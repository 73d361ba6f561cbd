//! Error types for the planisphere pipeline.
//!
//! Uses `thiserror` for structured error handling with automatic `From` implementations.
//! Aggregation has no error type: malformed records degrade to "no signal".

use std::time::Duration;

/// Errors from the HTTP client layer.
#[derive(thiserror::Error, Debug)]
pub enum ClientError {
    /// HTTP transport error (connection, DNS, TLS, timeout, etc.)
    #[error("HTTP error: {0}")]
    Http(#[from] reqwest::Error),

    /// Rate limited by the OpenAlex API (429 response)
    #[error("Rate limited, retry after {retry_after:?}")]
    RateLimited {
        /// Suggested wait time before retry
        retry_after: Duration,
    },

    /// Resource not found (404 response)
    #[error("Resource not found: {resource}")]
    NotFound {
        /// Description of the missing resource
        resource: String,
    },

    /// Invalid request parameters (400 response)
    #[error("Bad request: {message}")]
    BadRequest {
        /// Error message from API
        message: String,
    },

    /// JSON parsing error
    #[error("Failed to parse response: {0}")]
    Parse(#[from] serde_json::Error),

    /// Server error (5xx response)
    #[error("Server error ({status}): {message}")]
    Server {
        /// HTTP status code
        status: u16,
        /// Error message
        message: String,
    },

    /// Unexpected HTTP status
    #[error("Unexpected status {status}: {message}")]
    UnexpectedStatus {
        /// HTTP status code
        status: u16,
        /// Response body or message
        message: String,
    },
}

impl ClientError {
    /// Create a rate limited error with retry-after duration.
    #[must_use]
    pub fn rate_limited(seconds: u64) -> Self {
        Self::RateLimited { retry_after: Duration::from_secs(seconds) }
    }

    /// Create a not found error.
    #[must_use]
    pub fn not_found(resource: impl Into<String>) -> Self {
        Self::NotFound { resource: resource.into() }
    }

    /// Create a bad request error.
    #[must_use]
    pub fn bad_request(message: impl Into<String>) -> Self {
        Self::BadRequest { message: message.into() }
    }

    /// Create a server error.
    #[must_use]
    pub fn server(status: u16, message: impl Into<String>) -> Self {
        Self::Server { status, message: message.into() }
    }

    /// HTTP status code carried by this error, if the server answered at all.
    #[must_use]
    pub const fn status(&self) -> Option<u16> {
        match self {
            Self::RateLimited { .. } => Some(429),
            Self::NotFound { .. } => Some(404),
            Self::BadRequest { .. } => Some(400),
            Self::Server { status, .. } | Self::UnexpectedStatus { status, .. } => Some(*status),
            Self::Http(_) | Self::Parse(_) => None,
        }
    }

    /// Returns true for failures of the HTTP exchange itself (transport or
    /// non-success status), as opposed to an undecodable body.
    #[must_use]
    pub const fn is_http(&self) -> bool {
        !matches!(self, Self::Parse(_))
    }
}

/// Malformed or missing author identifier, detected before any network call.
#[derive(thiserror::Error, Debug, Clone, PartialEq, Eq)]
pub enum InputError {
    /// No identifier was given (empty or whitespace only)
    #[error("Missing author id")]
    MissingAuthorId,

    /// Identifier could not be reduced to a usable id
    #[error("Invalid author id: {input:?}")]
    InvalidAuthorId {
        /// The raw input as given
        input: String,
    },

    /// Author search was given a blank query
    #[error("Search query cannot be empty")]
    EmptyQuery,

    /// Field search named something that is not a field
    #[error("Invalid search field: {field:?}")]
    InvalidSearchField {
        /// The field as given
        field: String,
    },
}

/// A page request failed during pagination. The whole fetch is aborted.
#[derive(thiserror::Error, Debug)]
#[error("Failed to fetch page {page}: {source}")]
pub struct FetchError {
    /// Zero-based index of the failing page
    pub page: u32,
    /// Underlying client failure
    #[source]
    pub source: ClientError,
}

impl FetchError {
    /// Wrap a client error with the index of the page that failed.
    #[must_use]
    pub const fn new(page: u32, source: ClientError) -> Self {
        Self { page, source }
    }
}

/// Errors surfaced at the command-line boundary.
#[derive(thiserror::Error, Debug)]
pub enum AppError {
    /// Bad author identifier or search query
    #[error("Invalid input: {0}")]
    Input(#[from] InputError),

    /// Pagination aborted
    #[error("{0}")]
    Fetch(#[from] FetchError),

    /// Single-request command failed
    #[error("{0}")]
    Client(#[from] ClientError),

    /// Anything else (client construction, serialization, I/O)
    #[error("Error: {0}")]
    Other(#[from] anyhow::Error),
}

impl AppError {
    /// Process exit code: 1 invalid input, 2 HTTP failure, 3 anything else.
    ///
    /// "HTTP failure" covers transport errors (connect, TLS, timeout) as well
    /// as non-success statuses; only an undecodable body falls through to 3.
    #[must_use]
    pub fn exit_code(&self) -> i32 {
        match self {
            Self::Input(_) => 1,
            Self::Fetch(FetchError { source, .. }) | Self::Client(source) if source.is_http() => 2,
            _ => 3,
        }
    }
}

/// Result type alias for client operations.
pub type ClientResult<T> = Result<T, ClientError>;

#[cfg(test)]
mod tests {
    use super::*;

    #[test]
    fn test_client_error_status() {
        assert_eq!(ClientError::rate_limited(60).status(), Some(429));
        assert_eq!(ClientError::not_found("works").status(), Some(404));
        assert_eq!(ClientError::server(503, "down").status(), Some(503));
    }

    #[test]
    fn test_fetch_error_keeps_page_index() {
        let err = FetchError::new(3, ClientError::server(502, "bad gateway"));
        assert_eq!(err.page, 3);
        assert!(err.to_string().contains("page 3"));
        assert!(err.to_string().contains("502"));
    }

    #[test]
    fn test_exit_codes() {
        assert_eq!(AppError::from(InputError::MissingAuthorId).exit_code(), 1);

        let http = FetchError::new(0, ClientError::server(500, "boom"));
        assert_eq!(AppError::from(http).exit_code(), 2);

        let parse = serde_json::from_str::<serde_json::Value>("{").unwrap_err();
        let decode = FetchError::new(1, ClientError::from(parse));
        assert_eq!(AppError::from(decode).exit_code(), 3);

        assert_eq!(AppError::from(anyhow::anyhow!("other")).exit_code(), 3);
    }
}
_ _ _ _ _
• _ASSIGNED TASK_: When a line of the data holds the string "MissingAuthorId", pick it out and copy it.

• _FINISHED TASK_:
    MissingAuthorId,
        assert_eq!(AppError::from(InputError::MissingAuthorId).exit_code(), 1);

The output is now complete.